Sin and death are grim realities in the world, but these are only temporary intruders, as it were. The God of creation is the living God; and “Christ, the Son of the living God” (Matt. 16:16) is our living Savior, alive forevermore. It is appropriate, therefore, that the term “living” is applied over and over again to great truths of the Christian faith.

For example, the Holy Scriptures are called “the lively oracles” (Acts 7:38). “Lively” and “living” represent the same Greek word zao; thus the Bible is God’s “living word.” Jesus Christ called Himself the “the living bread that came down out of heaven” sent down by “the living Father” (John 6:51, 57). He also promised that all who believe on Him would find “living water” (John 7:38).

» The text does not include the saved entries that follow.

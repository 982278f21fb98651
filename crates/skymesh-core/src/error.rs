//! Error types for the Skymesh bridge.
//!
//! Errors are grouped by concern. Connection errors are always retried by the
//! reconnect loops; parse errors are dropped at the record or field level;
//! configuration errors are fatal at startup only.

use std::io;
use std::time::Duration;
use thiserror::Error;

/// Result type alias using SkymeshError as the error type.
pub type Result<T> = std::result::Result<T, SkymeshError>;

/// Top-level error type for all Skymesh operations.
#[derive(Debug, Error)]
pub enum SkymeshError {
    /// Connection-related errors
    #[error("Connection error: {0}")]
    Connection(#[from] ConnectionError),

    /// Parsing errors
    #[error("Parse error: {0}")]
    Parse(#[from] ParseError),

    /// Configuration errors
    #[error("Configuration error: {0}")]
    Config(#[from] ConfigError),
}

/// Errors related to the two network endpoints.
#[derive(Debug, Clone, Error, PartialEq, Eq)]
pub enum ConnectionError {
    /// Failed to establish or use a connection
    #[error("Connection to {address} failed: {reason}")]
    ConnectionFailed { address: String, reason: String },

    /// Connection refused by the remote end
    #[error("Connection refused by {address}")]
    ConnectionRefused { address: String },

    /// Connection was closed by the remote end
    #[error("Connection closed: {reason}")]
    ConnectionClosed { reason: String },

    /// Connection was reset by peer
    #[error("Connection reset by peer")]
    ConnectionReset,

    /// Connect, handshake, read or write took too long
    #[error("{operation} timed out after {timeout_ms}ms")]
    ConnectionTimeout { operation: &'static str, timeout_ms: u64 },

    /// Frame or line larger than the protocol allows
    #[error("Frame of {size} bytes exceeds limit of {limit}")]
    FrameTooLarge { size: usize, limit: usize },
}

impl ConnectionError {
    /// Creates a connection failed error.
    pub fn failed(address: impl Into<String>, reason: impl Into<String>) -> Self {
        Self::ConnectionFailed {
            address: address.into(),
            reason: reason.into(),
        }
    }

    /// Creates a connection closed error.
    pub fn closed(reason: impl Into<String>) -> Self {
        Self::ConnectionClosed {
            reason: reason.into(),
        }
    }

    /// Creates a timeout error for `operation`.
    pub fn timeout(operation: &'static str, after: Duration) -> Self {
        Self::ConnectionTimeout {
            operation,
            timeout_ms: after.as_millis().min(u64::MAX as u128) as u64,
        }
    }

    /// Classifies an I/O error raised on the connection to `address`.
    ///
    /// A `ConnectionError` carried inside the I/O error (as codecs do) is
    /// returned as is.
    pub fn from_io(address: impl Into<String>, err: &io::Error) -> Self {
        if let Some(inner) = err.get_ref().and_then(|e| e.downcast_ref::<ConnectionError>()) {
            return inner.clone();
        }
        match err.kind() {
            io::ErrorKind::ConnectionRefused => Self::ConnectionRefused {
                address: address.into(),
            },
            io::ErrorKind::ConnectionReset | io::ErrorKind::ConnectionAborted | io::ErrorKind::BrokenPipe => {
                Self::ConnectionReset
            }
            io::ErrorKind::UnexpectedEof => Self::closed(err.to_string()),
            _ => Self::failed(address, err.to_string()),
        }
    }

    /// Returns true if this error is transient and the operation can be retried.
    ///
    /// Oversized frames mean the peer speaks a different protocol; retrying
    /// will not help, though the reconnect loops still back off and retry.
    pub fn is_transient(&self) -> bool {
        !matches!(self, ConnectionError::FrameTooLarge { .. })
    }
}

/// Errors raised while interpreting input data.
#[derive(Debug, Error)]
pub enum ParseError {
    /// Invalid 24-bit transponder address
    #[error("Invalid ICAO address '{value}'")]
    InvalidIcao { value: String },
}

/// Errors related to configuration.
#[derive(Debug, Error)]
pub enum ConfigError {
    /// Configuration file not found
    #[error("Configuration file not found: {path}")]
    FileNotFound { path: String },

    /// Failed to load configuration
    #[error("Failed to load configuration from {path}: {reason}")]
    LoadFailed { path: String, reason: String },

    /// Invalid configuration format
    #[error("Invalid configuration format: {reason}")]
    InvalidFormat { reason: String },

    /// Invalid configuration value
    #[error("Invalid configuration value for '{field}': {reason}")]
    InvalidValue { field: String, reason: String },
}

impl ConfigError {
    /// Creates a file not found error.
    pub fn file_not_found(path: impl Into<String>) -> Self {
        Self::FileNotFound { path: path.into() }
    }

    /// Creates an invalid value error.
    pub fn invalid_value(field: impl Into<String>, reason: impl Into<String>) -> Self {
        Self::InvalidValue {
            field: field.into(),
            reason: reason.into(),
        }
    }
}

He has opened for us through His substitutionary death and justifying resurrection “a new and living way which He inaugurated for us through the veil, that is, His flesh” (Heb. 10:20). Furthermore, He has thereby “caused us to be born again to a living hope through the resurrection of Jesus Christ from the dead” (1 Pet. 1:3).
   
The Lord Jesus is the foundation of the great house of the Lord into which we come through Him. “To Him as to a living stone which has been rejected by men, but is choice and precious in the sight of God, you also, as living stones, are being built up as a spiritual house for a holy priesthood, to offer up spiritual sacrifices acceptable to God through Jesus Christ” (1 Pet. 2:4-5). In this holy temple we are therefore urged to “present [our] bodies a living and holy sacrifice, acceptable to God, which is [our] spiritual service” (Rom. 12:1).  

Our God is, indeed, the God of the living!